Records drawn from a dataset
━━━━━━━━━━━━━━━━━━━━
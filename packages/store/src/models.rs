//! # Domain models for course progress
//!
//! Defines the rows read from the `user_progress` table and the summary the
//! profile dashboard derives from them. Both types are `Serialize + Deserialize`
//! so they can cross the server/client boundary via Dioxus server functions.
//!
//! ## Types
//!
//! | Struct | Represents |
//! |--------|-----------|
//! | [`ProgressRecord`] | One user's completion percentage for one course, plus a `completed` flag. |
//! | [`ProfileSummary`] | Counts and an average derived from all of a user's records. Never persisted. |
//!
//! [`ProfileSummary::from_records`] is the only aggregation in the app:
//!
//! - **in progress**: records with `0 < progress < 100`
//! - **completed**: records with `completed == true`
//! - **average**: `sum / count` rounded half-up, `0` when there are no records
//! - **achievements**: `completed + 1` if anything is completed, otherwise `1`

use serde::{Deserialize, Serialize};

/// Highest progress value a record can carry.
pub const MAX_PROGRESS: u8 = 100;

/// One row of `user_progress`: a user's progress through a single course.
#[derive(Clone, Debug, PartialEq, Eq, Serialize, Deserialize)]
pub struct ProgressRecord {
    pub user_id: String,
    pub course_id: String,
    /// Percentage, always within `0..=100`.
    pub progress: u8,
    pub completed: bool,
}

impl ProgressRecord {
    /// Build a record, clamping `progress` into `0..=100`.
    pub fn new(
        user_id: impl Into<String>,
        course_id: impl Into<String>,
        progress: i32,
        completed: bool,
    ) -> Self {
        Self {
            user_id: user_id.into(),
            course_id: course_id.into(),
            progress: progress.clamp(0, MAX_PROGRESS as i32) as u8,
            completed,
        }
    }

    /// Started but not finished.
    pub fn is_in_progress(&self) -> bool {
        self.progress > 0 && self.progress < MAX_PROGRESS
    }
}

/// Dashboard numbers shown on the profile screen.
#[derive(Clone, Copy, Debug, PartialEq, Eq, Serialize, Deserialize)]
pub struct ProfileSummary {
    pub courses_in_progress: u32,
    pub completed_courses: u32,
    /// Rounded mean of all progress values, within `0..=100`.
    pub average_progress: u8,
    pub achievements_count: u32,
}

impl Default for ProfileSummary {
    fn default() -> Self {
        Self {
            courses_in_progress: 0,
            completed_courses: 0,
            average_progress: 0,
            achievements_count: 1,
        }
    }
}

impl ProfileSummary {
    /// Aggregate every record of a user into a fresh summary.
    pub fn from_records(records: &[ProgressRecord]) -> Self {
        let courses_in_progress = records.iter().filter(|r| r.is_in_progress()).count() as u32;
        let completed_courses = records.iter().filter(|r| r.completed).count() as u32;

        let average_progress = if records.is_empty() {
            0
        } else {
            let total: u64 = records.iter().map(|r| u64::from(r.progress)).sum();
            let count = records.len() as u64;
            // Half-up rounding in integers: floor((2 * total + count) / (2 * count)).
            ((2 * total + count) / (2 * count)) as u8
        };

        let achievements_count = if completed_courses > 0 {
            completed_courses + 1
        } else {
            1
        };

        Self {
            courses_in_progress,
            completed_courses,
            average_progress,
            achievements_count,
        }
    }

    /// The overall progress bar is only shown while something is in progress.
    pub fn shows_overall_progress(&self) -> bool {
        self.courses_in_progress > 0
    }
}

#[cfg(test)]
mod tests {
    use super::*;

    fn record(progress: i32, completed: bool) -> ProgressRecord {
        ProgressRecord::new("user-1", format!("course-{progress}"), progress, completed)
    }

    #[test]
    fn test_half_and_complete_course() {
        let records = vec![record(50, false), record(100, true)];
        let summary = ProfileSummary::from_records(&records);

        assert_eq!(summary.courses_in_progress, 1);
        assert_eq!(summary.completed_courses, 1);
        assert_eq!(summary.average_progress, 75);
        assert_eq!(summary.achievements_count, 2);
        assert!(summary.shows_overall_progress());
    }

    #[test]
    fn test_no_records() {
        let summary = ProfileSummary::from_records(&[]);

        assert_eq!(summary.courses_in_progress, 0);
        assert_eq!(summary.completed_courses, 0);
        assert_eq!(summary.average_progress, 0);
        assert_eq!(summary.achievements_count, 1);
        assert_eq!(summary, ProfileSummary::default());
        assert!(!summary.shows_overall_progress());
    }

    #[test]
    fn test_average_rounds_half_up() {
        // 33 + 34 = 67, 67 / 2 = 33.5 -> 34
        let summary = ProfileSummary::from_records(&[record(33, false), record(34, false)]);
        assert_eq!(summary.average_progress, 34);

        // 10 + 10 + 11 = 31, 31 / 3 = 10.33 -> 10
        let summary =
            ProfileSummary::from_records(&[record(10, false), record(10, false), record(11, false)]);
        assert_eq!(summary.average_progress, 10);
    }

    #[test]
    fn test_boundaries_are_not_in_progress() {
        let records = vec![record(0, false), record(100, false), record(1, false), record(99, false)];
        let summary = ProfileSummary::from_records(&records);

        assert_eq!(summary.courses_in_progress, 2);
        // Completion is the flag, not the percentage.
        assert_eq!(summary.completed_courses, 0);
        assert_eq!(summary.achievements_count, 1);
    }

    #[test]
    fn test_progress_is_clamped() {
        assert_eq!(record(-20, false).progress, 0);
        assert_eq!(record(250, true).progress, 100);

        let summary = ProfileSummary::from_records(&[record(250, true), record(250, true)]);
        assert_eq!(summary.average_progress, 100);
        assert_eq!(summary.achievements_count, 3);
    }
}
━━━━━━━━━━━━━━━━━━━━
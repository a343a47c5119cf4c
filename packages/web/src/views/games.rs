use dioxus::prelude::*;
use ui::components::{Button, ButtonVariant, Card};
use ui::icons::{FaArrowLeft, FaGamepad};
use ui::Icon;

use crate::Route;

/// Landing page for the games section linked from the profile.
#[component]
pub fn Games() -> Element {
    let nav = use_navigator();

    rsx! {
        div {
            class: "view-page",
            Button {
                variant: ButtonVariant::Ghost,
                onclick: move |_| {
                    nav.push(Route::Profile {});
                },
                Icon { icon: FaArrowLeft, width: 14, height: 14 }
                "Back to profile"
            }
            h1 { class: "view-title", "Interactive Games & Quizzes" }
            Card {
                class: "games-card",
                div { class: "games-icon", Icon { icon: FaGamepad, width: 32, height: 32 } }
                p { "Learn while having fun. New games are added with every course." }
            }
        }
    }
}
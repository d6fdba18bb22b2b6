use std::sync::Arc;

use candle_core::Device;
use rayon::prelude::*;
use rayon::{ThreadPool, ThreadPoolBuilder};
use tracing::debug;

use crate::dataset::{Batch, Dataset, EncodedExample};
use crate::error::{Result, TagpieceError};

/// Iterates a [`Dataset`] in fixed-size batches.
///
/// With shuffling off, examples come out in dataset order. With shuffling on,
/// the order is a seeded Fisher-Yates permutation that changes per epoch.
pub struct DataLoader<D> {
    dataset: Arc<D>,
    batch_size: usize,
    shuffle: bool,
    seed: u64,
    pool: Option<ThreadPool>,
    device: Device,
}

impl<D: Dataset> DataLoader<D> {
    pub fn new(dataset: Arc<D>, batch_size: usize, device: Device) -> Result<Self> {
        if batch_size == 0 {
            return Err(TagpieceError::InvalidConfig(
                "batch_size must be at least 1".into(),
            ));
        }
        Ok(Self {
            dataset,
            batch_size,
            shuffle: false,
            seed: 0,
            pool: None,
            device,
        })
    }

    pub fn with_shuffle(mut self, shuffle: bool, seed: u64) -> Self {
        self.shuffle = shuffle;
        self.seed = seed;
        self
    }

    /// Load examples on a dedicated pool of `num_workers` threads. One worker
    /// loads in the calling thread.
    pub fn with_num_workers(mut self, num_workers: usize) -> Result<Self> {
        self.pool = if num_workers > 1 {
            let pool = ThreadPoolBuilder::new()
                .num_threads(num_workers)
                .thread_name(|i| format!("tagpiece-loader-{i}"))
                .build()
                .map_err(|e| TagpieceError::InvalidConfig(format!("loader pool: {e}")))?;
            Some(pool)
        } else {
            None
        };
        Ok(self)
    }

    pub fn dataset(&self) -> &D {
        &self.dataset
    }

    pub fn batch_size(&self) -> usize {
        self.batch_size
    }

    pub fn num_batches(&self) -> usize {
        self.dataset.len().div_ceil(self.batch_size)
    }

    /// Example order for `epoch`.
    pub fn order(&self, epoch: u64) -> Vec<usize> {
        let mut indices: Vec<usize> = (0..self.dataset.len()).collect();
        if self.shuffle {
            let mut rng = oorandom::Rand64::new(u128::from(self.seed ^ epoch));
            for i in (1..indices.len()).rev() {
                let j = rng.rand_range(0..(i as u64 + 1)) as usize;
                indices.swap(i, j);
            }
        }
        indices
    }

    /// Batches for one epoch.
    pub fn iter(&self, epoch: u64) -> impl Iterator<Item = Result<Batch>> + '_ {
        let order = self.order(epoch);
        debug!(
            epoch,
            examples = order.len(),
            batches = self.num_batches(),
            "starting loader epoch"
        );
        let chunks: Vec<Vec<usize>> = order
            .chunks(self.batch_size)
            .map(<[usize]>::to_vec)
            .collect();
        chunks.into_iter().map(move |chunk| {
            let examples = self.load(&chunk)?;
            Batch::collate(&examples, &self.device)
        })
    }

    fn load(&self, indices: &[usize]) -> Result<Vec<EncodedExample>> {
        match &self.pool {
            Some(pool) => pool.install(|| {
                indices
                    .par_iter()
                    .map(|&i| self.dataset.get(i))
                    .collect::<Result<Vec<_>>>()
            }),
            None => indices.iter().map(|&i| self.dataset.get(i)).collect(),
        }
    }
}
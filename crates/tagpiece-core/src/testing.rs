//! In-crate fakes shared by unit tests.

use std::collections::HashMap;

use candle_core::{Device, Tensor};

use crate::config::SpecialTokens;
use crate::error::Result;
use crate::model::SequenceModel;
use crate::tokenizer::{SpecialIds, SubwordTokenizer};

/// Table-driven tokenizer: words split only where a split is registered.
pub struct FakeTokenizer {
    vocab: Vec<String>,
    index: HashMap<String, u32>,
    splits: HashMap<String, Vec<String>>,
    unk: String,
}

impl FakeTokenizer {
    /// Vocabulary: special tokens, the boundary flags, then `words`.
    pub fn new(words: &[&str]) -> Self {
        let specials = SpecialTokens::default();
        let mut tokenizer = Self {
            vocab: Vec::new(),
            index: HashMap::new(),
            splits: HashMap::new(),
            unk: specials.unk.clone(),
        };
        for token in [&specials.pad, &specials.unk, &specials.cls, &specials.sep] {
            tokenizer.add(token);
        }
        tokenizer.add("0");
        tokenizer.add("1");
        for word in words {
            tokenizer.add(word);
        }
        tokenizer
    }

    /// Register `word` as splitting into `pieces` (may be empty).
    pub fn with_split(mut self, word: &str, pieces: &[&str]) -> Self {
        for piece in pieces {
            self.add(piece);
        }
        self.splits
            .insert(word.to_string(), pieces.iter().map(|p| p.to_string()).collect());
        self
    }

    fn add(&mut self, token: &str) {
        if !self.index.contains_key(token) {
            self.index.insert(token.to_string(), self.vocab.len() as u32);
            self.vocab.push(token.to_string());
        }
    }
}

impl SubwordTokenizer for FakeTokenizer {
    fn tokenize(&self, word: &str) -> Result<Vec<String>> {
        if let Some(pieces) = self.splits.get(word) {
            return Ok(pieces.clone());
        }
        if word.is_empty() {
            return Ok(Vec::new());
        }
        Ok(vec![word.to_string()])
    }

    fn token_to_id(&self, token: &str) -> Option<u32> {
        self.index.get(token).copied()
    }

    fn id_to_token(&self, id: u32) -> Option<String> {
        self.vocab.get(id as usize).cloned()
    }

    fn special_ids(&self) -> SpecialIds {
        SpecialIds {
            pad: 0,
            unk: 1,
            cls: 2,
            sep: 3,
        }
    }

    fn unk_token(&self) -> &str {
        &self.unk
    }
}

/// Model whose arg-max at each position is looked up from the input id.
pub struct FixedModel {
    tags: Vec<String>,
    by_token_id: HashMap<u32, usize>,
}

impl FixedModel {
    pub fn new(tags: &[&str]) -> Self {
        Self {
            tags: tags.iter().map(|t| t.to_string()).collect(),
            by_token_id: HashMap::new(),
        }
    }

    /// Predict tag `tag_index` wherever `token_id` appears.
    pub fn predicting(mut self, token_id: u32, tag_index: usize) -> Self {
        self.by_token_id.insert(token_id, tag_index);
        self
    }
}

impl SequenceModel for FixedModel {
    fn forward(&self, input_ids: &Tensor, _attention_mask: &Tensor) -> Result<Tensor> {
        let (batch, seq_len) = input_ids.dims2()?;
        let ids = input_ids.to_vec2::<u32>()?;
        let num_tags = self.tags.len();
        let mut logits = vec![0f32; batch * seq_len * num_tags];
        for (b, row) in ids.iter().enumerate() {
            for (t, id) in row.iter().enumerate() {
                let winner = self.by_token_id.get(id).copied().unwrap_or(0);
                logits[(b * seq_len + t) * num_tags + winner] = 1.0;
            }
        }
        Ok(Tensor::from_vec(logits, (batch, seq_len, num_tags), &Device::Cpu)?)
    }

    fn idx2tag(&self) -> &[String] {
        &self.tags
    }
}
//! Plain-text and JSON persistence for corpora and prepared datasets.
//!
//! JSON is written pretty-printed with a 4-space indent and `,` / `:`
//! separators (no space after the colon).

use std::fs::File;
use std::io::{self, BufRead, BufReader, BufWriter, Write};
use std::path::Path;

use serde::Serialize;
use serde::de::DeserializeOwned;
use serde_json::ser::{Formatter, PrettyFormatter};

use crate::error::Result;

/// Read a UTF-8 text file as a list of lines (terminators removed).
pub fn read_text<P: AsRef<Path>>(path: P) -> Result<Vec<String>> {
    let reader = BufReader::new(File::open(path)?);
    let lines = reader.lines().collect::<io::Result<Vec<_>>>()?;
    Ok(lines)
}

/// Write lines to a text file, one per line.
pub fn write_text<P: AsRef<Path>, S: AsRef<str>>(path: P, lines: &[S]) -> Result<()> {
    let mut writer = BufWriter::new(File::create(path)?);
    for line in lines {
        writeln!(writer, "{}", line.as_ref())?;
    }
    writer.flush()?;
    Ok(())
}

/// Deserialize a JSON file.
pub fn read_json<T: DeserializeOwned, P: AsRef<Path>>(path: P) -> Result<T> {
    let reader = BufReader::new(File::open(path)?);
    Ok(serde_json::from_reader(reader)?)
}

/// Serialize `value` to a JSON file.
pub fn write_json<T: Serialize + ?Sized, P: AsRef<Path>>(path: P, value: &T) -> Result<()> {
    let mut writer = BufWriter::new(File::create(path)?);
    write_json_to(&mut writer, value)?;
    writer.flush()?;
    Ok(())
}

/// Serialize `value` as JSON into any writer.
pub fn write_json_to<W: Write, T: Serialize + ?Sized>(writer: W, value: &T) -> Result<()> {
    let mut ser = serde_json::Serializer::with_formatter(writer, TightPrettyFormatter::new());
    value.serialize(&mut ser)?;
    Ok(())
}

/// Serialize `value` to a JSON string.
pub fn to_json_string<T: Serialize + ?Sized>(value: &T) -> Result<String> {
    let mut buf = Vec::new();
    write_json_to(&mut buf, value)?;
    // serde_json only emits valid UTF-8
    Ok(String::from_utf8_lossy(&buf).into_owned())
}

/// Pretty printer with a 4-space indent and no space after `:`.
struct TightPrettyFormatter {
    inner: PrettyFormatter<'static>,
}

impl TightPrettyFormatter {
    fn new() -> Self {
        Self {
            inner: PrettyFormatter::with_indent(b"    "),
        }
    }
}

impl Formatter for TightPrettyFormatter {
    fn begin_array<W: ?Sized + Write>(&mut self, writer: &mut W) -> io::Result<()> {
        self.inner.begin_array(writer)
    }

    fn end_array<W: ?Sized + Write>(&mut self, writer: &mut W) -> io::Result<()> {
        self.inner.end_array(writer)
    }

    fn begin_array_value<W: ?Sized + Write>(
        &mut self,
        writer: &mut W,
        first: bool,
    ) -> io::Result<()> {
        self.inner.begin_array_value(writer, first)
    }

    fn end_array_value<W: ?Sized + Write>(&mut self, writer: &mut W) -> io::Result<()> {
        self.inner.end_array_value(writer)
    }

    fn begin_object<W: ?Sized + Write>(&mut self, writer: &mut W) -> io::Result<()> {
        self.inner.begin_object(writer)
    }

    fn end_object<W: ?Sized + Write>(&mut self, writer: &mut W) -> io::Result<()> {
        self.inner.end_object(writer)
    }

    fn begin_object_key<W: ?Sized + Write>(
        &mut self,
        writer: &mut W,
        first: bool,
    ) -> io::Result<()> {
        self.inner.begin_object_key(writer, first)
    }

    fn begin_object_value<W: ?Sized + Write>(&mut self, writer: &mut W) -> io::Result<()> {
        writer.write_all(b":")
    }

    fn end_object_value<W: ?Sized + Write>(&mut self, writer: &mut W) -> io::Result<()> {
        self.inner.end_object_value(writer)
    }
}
━━━━━━━━━━━━━━━━━━━━
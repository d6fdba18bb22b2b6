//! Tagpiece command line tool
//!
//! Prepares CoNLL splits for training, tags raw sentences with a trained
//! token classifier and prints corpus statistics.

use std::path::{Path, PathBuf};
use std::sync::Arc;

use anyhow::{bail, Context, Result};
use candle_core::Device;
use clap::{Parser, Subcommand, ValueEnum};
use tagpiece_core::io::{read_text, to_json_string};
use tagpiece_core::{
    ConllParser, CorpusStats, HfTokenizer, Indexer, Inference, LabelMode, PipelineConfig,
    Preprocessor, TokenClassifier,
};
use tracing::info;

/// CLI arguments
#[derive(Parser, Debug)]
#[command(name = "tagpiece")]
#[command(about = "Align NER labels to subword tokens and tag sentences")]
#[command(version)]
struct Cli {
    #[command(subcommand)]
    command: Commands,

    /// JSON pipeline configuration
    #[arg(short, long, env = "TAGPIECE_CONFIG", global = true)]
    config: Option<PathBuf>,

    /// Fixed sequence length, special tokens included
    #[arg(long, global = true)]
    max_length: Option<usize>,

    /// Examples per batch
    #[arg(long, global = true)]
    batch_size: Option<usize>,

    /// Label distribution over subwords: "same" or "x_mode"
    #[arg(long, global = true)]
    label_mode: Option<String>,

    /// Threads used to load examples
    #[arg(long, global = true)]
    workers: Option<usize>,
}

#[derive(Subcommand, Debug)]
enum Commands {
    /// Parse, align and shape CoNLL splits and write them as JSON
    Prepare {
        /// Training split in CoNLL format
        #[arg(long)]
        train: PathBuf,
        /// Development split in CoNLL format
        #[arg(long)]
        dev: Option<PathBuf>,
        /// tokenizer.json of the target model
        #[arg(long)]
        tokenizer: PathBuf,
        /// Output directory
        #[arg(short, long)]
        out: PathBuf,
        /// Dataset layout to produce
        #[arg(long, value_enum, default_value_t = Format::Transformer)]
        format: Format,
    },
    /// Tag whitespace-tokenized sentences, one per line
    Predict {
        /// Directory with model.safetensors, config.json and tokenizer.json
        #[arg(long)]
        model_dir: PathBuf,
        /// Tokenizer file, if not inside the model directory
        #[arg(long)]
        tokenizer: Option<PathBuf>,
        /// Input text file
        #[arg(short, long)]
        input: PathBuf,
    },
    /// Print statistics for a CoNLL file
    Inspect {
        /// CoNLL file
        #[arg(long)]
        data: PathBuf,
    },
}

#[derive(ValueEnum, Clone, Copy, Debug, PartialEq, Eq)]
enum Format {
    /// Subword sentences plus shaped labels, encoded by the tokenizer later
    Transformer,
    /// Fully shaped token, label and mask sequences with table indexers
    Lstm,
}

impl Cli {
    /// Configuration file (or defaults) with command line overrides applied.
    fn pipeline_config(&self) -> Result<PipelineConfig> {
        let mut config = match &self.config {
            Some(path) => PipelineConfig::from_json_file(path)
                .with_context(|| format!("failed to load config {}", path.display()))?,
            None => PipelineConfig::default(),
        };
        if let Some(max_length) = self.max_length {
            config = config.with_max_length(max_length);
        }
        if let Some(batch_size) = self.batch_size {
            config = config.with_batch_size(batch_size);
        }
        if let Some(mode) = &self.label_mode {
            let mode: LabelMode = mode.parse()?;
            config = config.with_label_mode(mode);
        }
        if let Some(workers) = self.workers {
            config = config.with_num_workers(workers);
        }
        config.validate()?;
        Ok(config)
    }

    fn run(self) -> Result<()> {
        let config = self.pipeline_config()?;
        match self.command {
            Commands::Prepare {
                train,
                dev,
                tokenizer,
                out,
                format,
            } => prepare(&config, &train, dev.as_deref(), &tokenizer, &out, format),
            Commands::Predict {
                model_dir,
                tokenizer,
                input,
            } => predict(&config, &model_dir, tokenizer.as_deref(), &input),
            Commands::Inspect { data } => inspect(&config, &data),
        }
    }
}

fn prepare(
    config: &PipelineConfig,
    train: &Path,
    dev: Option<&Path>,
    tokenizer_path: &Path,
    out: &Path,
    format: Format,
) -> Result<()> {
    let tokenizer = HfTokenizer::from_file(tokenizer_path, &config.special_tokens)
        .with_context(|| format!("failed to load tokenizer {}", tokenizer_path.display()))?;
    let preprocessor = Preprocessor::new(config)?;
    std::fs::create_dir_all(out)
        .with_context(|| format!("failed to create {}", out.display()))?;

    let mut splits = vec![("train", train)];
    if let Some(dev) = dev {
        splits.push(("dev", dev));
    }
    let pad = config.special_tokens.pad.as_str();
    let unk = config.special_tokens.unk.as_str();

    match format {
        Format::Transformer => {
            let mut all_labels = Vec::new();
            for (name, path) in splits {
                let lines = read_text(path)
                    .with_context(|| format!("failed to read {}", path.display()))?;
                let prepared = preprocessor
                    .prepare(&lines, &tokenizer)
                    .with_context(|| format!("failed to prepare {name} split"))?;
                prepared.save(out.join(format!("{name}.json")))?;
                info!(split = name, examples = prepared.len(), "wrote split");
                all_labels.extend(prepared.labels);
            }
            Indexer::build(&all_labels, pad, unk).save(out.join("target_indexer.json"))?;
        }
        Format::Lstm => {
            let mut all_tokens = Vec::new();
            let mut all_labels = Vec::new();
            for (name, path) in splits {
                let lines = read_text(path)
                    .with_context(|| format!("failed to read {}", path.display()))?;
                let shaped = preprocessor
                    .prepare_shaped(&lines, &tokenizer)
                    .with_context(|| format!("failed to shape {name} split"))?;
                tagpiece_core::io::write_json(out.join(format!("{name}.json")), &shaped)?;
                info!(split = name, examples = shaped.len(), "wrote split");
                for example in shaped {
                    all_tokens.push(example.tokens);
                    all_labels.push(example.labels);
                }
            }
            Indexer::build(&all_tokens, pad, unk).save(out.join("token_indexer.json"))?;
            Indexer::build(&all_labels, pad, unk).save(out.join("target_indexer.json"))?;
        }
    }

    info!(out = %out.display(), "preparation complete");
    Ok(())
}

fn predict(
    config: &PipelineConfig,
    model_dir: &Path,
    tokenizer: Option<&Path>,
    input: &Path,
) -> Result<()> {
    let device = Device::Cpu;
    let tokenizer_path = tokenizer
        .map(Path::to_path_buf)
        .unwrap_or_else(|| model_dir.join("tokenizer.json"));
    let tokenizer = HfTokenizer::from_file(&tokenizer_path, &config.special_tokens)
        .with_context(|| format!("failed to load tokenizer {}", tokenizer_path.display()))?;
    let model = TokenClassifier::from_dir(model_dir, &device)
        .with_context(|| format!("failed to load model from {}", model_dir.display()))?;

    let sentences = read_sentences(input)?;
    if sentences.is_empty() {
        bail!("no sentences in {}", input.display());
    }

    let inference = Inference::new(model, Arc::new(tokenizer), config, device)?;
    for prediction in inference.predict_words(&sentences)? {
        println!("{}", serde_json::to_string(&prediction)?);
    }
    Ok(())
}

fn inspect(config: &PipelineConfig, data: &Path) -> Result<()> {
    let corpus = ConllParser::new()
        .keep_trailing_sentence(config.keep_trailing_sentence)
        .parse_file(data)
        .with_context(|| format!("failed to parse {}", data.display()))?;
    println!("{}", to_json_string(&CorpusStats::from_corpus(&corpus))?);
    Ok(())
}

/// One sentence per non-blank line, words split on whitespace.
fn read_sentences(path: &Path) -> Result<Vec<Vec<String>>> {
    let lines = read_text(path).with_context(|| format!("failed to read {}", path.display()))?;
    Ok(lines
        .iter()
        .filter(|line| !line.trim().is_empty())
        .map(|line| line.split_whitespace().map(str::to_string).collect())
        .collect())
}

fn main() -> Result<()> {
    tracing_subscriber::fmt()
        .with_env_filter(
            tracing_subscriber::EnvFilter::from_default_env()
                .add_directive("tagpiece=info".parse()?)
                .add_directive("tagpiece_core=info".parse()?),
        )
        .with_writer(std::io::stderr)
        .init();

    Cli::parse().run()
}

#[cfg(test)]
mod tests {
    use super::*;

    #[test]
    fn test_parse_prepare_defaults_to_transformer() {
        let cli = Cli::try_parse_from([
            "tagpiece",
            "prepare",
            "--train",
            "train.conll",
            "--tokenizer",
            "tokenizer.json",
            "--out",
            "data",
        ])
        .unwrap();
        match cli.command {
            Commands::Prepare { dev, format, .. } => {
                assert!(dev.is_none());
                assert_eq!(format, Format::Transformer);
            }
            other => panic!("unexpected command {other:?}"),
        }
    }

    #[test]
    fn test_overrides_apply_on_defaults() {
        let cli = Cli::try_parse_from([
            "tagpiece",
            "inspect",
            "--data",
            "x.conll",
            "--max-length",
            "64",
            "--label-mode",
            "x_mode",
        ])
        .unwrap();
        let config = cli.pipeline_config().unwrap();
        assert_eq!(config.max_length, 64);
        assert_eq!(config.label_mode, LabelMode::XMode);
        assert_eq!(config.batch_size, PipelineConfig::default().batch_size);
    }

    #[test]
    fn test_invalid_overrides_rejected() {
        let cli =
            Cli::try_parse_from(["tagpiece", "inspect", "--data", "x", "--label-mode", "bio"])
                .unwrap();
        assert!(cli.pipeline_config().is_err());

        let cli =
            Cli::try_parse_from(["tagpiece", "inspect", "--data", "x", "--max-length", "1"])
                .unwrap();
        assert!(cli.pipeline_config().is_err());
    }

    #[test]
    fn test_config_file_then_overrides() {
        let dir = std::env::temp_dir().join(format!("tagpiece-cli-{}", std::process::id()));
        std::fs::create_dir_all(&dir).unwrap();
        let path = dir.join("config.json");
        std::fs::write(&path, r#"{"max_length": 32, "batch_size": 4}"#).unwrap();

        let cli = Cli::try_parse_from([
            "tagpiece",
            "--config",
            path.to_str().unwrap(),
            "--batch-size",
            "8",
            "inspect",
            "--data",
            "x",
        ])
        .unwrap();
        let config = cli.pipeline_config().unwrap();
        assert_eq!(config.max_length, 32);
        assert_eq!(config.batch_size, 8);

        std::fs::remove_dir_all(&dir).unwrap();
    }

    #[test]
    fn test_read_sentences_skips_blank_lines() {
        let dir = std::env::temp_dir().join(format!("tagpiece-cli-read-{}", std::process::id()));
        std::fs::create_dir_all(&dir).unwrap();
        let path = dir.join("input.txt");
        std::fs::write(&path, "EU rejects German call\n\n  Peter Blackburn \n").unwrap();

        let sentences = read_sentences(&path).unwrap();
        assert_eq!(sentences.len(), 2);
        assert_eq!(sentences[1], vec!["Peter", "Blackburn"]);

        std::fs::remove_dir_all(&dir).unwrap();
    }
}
━━━━━━━━━━━━━━━━━━━━
* Goal of the exercise *
In the data above, how many lines hold the word "false"? Give only the number.

* Response to the exercise *
6